First came Shrek, with sequel after sequel truly bursting the studio into the limelight. Then similar successful franchises followed suit -- Madagascar and Kung Fu Panda, primarily -- before Monsters Vs. Aliens, Megamind, Rise of the Guardians and, my personal favourite, How to Train Your Dragon hurtled it from minimal success to a box office smash.
The Croods is Dreamsworks' latest, following the family Crood, a prehistoric gang of cavemen whose leader of the pack, Grug Crood, shields his family from the dangers of the land. However, the arrival of a prehistoric genius, Guy, triggers a magnitude of life-altering situations for The Croods, forcing them into the world they've grown so accustomed to hide from. This prehistoric family must revolutionise and modernise themselves in order to survive extinction.
It's actually rather startling that cinema hasn't, as of late, featured more cavemen. The last that triggers a sour memory was the Jack Black and Michael Cera vehicle Year One -- maybe this is why there's been a four year anti-cavemen stance. Maybe it's why The Croods is so refreshing, and in turn has become, or in due course will become so successful.

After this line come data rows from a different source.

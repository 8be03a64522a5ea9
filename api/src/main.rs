mod config;
mod constants;
mod domain;
mod logging;
mod models;
mod routes;
mod services;

use anyhow::Context;
use axum::{Router, routing::get};
use sqlx::postgres::PgPoolOptions;
use std::net::SocketAddr;
use std::sync::Arc;
use std::time::Duration;
use tower_http::trace::TraceLayer;
use tracing::info;

use config::{Config, StorageKind};
use services::auth::AuthService;
use services::db::{Classifier, Transactor};
use services::expenses::{ExpenseService, ExpenseStore, MemExpenseStore, SqlExpenseStore};
use services::pg::PgProvider;

/// How long a transaction attempt waits for a pooled connection before the
/// attempt counts as "database unavailable"
const ACQUIRE_TIMEOUT: Duration = Duration::from_secs(5);

pub struct AppState {
    pub auth: AuthService,
    pub expenses: ExpenseService,
}

async fn health() -> &'static str {
    "ok"
}

fn app(state: Arc<AppState>) -> Router {
    Router::new()
        .route("/health", get(health))
        .nest("/data", routes::build_routes())
        .layer(TraceLayer::new_for_http())
        .with_state(state)
}

async fn expense_store(config: &Config) -> anyhow::Result<ExpenseStore> {
    if config.storage == StorageKind::Memory {
        info!("using in-memory expense storage");
        return Ok(ExpenseStore::Memory(MemExpenseStore::default()));
    }

    // Lazy, so an unreachable database is retried by the transactor
    // instead of failing here
    let pool = PgPoolOptions::new()
        .max_connections(config.max_connections)
        .acquire_timeout(ACQUIRE_TIMEOUT)
        .connect_lazy(&config.database_url)
        .context("Invalid DATABASE_URL")?;

    let transactor = Transactor::new(
        PgProvider::new(pool),
        Classifier::new(config.deadlock_codes.clone()),
    );
    let store = SqlExpenseStore::new(transactor);
    store
        .create_tables()
        .await
        .context("Failed to create expense tables")?;

    Ok(ExpenseStore::Sql(store))
}

#[tokio::main]
async fn main() -> anyhow::Result<()> {
    logging::init();

    let config = Config::from_env();
    let store = expense_store(&config).await?;

    let state = Arc::new(AppState {
        auth: AuthService::new(&config.users),
        expenses: ExpenseService::new(store),
    });

    let addr = SocketAddr::from(([0, 0, 0, 0], config.port));
    let listener = tokio::net::TcpListener::bind(addr)
        .await
        .with_context(|| format!("Failed to bind to {}", addr))?;

    info!(%addr, "listening");
    axum::serve(
        listener,
        app(state).into_make_service_with_connect_info::<SocketAddr>(),
    )
    .await
    .context("Server failed")?;

    Ok(())
}

#[cfg(test)]
mod tests {
    use super::*;
    use axum::body::{Body, to_bytes};
    use axum::http::{Request, StatusCode, header};
    use serde_json::{Value, json};
    use tower::ServiceExt;

    fn test_app() -> Router {
        let state = Arc::new(AppState {
            auth: AuthService::new(&[("user@mac.com".to_string(), "Welcome123".to_string())]),
            expenses: ExpenseService::new(ExpenseStore::Memory(MemExpenseStore::default())),
        });
        app(state)
    }

    fn request(method: &str, uri: &str, token: Option<&str>, body: Option<Value>) -> Request<Body> {
        let mut builder = Request::builder()
            .method(method)
            .uri(uri)
            // the login rate limiter keys on client IP
            .header("x-forwarded-for", "10.0.0.1");
        if let Some(token) = token {
            builder = builder.header(header::COOKIE, format!("AUTH={}", token));
        }
        match body {
            Some(body) => builder
                .header(header::CONTENT_TYPE, "application/json")
                .body(Body::from(body.to_string()))
                .unwrap(),
            None => builder.body(Body::empty()).unwrap(),
        }
    }

    async fn send(app: &Router, req: Request<Body>) -> (StatusCode, Value) {
        let response = app.clone().oneshot(req).await.unwrap();
        let status = response.status();
        let bytes = to_bytes(response.into_body(), usize::MAX).await.unwrap();
        let body = if bytes.is_empty() {
            Value::Null
        } else {
            serde_json::from_slice(&bytes).unwrap_or(Value::Null)
        };
        (status, body)
    }

    async fn login(app: &Router) -> String {
        let response = app
            .clone()
            .oneshot(request(
                "POST",
                "/data/login",
                None,
                Some(json!({ "userId": "user@mac.com", "password": "Welcome123" })),
            ))
            .await
            .unwrap();
        assert_eq!(response.status(), StatusCode::OK);

        let cookie = response.headers()[header::SET_COOKIE].to_str().unwrap().to_string();
        let bytes = to_bytes(response.into_body(), usize::MAX).await.unwrap();
        let body: Value = serde_json::from_slice(&bytes).unwrap();
        let token = body["id"].as_str().unwrap().to_string();
        assert!(cookie.starts_with(&format!("AUTH={};", token)));
        assert_eq!(body["user"], "user@mac.com");
        token
    }

    fn lunch() -> Value {
        json!({ "amount": 12.5, "date": "2017-03-01T12:00:00Z", "description": "lunch" })
    }

    #[tokio::test]
    async fn health_needs_no_session() {
        let (status, _) = send(&test_app(), request("GET", "/health", None, None)).await;
        assert_eq!(status, StatusCode::OK);
    }

    #[tokio::test]
    async fn expense_lifecycle_over_http() {
        let app = test_app();
        let token = login(&app).await;

        let (status, created) =
            send(&app, request("POST", "/data/expenses", Some(token.as_str()), Some(lunch()))).await;
        assert_eq!(status, StatusCode::CREATED);
        assert_eq!(created["userId"], "user@mac.com");
        let id = created["id"].as_i64().unwrap();
        let uri = format!("/data/expenses/{}", id);

        let (status, listed) = send(&app, request("GET", "/data/expenses", Some(token.as_str()), None)).await;
        assert_eq!(status, StatusCode::OK);
        assert_eq!(listed, json!([created.clone()]));

        let (status, fetched) = send(&app, request("GET", &uri, Some(token.as_str()), None)).await;
        assert_eq!(status, StatusCode::OK);
        assert_eq!(fetched, created);

        let (status, updated) = send(
            &app,
            request(
                "PUT",
                &uri,
                Some(token.as_str()),
                Some(json!({ "amount": 14.0, "date": "2017-03-01T12:00:00Z", "description": "lunch + tip" })),
            ),
        )
        .await;
        assert_eq!(status, StatusCode::OK);
        assert_eq!(updated["amount"], 14.0);
        assert_eq!(updated["id"], id);

        let (status, _) = send(&app, request("DELETE", &uri, Some(token.as_str()), None)).await;
        assert_eq!(status, StatusCode::NO_CONTENT);
        let (status, _) = send(&app, request("GET", &uri, Some(token.as_str()), None)).await;
        assert_eq!(status, StatusCode::NOT_FOUND);
    }

    #[tokio::test]
    async fn invalid_expense_is_a_bad_request() {
        let app = test_app();
        let token = login(&app).await;

        let (status, _) = send(
            &app,
            request("POST", "/data/expenses", Some(token.as_str()), Some(json!({ "amount": 3.0 }))),
        )
        .await;
        assert_eq!(status, StatusCode::BAD_REQUEST);
    }

    #[tokio::test]
    async fn expenses_require_a_live_session() {
        let app = test_app();

        let (status, _) = send(&app, request("GET", "/data/expenses", None, None)).await;
        assert_eq!(status, StatusCode::UNAUTHORIZED);
        let (status, _) = send(&app, request("GET", "/data/expenses", Some("bogus"), None)).await;
        assert_eq!(status, StatusCode::UNAUTHORIZED);

        // a bearer header works as well as the cookie
        let token = login(&app).await;
        let req = Request::builder()
            .uri("/data/expenses")
            .header(header::AUTHORIZATION, format!("Bearer {}", token))
            .body(Body::empty())
            .unwrap();
        let (status, listed) = send(&app, req).await;
        assert_eq!(status, StatusCode::OK);
        assert_eq!(listed, json!([]));
    }

    #[tokio::test]
    async fn wrong_password_is_forbidden() {
        let app = test_app();
        let (status, _) = send(
            &app,
            request(
                "POST",
                "/data/login",
                None,
                Some(json!({ "userId": "user@mac.com", "password": "nope" })),
            ),
        )
        .await;
        assert_eq!(status, StatusCode::FORBIDDEN);
    }

    #[tokio::test]
    async fn logout_ends_the_session() {
        let app = test_app();
        let token = login(&app).await;

        let response = app
            .clone()
            .oneshot(request("POST", "/data/logout", Some(token.as_str()), None))
            .await
            .unwrap();
        assert_eq!(response.status(), StatusCode::NO_CONTENT);
        let cleared = response.headers()[header::SET_COOKIE].to_str().unwrap();
        assert!(cleared.contains("Max-Age=0"));

        let (status, _) = send(&app, request("GET", "/data/me", Some(token.as_str()), None)).await;
        assert_eq!(status, StatusCode::UNAUTHORIZED);
    }

    #[tokio::test]
    async fn register_conflicts_on_existing_user() {
        let app = test_app();
        let creds = json!({ "userId": "new@x.com", "password": "pw" });

        let (status, body) = send(&app, request("POST", "/data/register", None, Some(creds.clone()))).await;
        assert_eq!(status, StatusCode::CREATED);
        assert_eq!(body["user"], "new@x.com");

        let (status, _) = send(&app, request("POST", "/data/register", None, Some(creds))).await;
        assert_eq!(status, StatusCode::CONFLICT);
    }

    #[tokio::test]
    async fn deleting_the_account_revokes_its_token() {
        let app = test_app();
        let token = login(&app).await;

        let (status, me) = send(&app, request("GET", "/data/me", Some(token.as_str()), None)).await;
        assert_eq!(status, StatusCode::OK);
        assert_eq!(me["user"], "user@mac.com");

        let (status, _) = send(&app, request("DELETE", "/data/me", Some(token.as_str()), None)).await;
        assert_eq!(status, StatusCode::NO_CONTENT);
        let (status, _) = send(&app, request("GET", "/data/me", Some(token.as_str()), None)).await;
        assert_eq!(status, StatusCode::UNAUTHORIZED);
    }
}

This is brisk family entertainment at its epitomised best. Thanks to a worthy and consistently effective range of charismatic voice work from the likes of the already-charismatic and deathly-lovable Emma Stone, Nicholas Cage, Ryan Reynolds, Catherine Keener and Cloris Leachman, The Croods are instantly known. The characters are wild -- much like their caveman status -- and rambunctious, failing to drift into the background of wild colours and exciting action sequences as they grow more and more boisterous and infinitely more warming. And it's by stretch the best Cage performance in quite some time -- the animation barrier doesn't help either.
A fully-ranged sense of the word as "family entertainment" is attached as The Croods at times address obvious economical problems, and the inevitable extinction number that we're all expecting this animated epic to end on, and by so, the adults are in for just as much of a wild ride as the kids. Kinetic and dutifully grand in scale, the action is outstanding and merely aids the enormous amount of colour and general visual spectacle that The Croods are experiencing as much as its audience, and while this can be expected, it outstretches that of some of Dreamworks' previous works.
Its core is family. It's heartwarming and thoroughly poignant, from moments of sentimentality between father and daughter to Emma Stone's burly Epe finding complete wonderment in the world she's sought and dreamt of for so long. An introduction to a whole new world is eye-opening, thus inducing the third dimension to extraordinary factors. From an opening hunting skit to the enormous wilds of jungles and mountains, the landscape is dazzling and so fits the screen like a glove.
It never bores and for the most the comedy is spot-on, but as the family grows increasingly more modernised and experiences a dozen new factors of life, i'd be surprised if you didn't find yourself in a state of overwhelming warmth and heart. It's written wonderfully, and while it doesn't compete to the poignancy of Finding Nemo or that last chapter of Toy Story 3, it's attempts are honourable. I had an absolute blast, and i know you will too.
Verdict: One of Dreamworks' best as voice acting parallels that to the adventure waiting to be had: an extravagant and successful trip through a prehistoric era with an exuberant, wild and joyously lovable family. You'll laugh, you'll shed a tear, it's a trip worth admission.